Sodium pyruvate has shown protective effects in various experimental models of brain ischemia. The main holdup of this drug is that most of the benefits are reported with a very narrow time window for intervention. Here we investigated whether pyruvate could protect the brain against ischemic damage using a model of 2-hour middle cerebral artery occlusion in the rat. The time course of blood pyruvate after i.p. administration of sodium pyruvate (400 mg/kg) was studied. Animals were treated with the drug or with vehicle 45 min after reperfusion following 2-hour ischemia.

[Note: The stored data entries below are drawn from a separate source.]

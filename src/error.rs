//! Error taxonomy for the translation pipeline.
//!
//! Errors are scoped to the smallest unit they can poison: a bad input file
//! skips that file, a failed provider call leaves one row blank, a cache
//! hiccup degrades to a miss. Nothing here aborts the batch as a whole.

use thiserror::Error;

/// The input table cannot be processed at all. File-level: the file is
/// skipped and the batch moves on.
#[derive(Debug, Error)]
pub enum InputFormatError {
    #[error("cannot read {path}: {source}")]
    Read {
        path: String,
        #[source]
        source: csv::Error,
    },

    #[error("{path}: missing required column {column:?}")]
    MissingColumn { path: String, column: String },
}

/// A translation call failed. Span-level: the affected row keeps an empty
/// target and stays eligible for the next run.
#[derive(Debug, Error)]
pub enum ProviderError {
    #[error("translation request failed: {0}")]
    Transport(#[from] reqwest::Error),

    #[error("provider rejected the request with code {0}")]
    Rejected(i64),

    #[error("provider response contained no translation")]
    EmptyResponse,
}

/// The phrase cache misbehaved. Lookup failures degrade to cache misses,
/// store failures lose the entry but not the translation.
#[derive(Debug, Error)]
pub enum StorageError {
    #[error("cache database error: {0}")]
    Database(#[from] rusqlite::Error),

    #[error("cache connection pool error: {0}")]
    Pool(#[from] r2d2::Error),
}

/// Why a single file could not produce an output table. Carried per file in
/// the run summary; other files are unaffected.
#[derive(Debug, Error)]
pub enum FileError {
    #[error(transparent)]
    Input(#[from] InputFormatError),

    #[error("cannot write {path}: {source}")]
    OutputWrite {
        path: String,
        #[source]
        source: csv::Error,
    },
}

Tissue ATP content was determined 5 and 10 h after ischemia onset, and infarct volume was measured at days 1 and 2. The neurological score was evaluated before and after treatment in the different experimental groups. Pyruvate prevented the drop of cortical ATP induced by ischemia in the ipsilateral cortex and ameliorated the neurological deficit at 5 h after the onset of ischemia, supporting some beneficial effects of the treatment. However, these effects were not sustained at 10 h. Furthermore, pyruvate failed to significantly reduce infarct volume and the neurological deficit at 24 and 48 h, in spite of some trend to smaller infarction after pyruvate administration. Therefore, under the present experimental conditions, systemic administration of sodium pyruvate at 3 h after the beginning of ischemia exerted only a transient benefit but not a persistent protection against brain damage.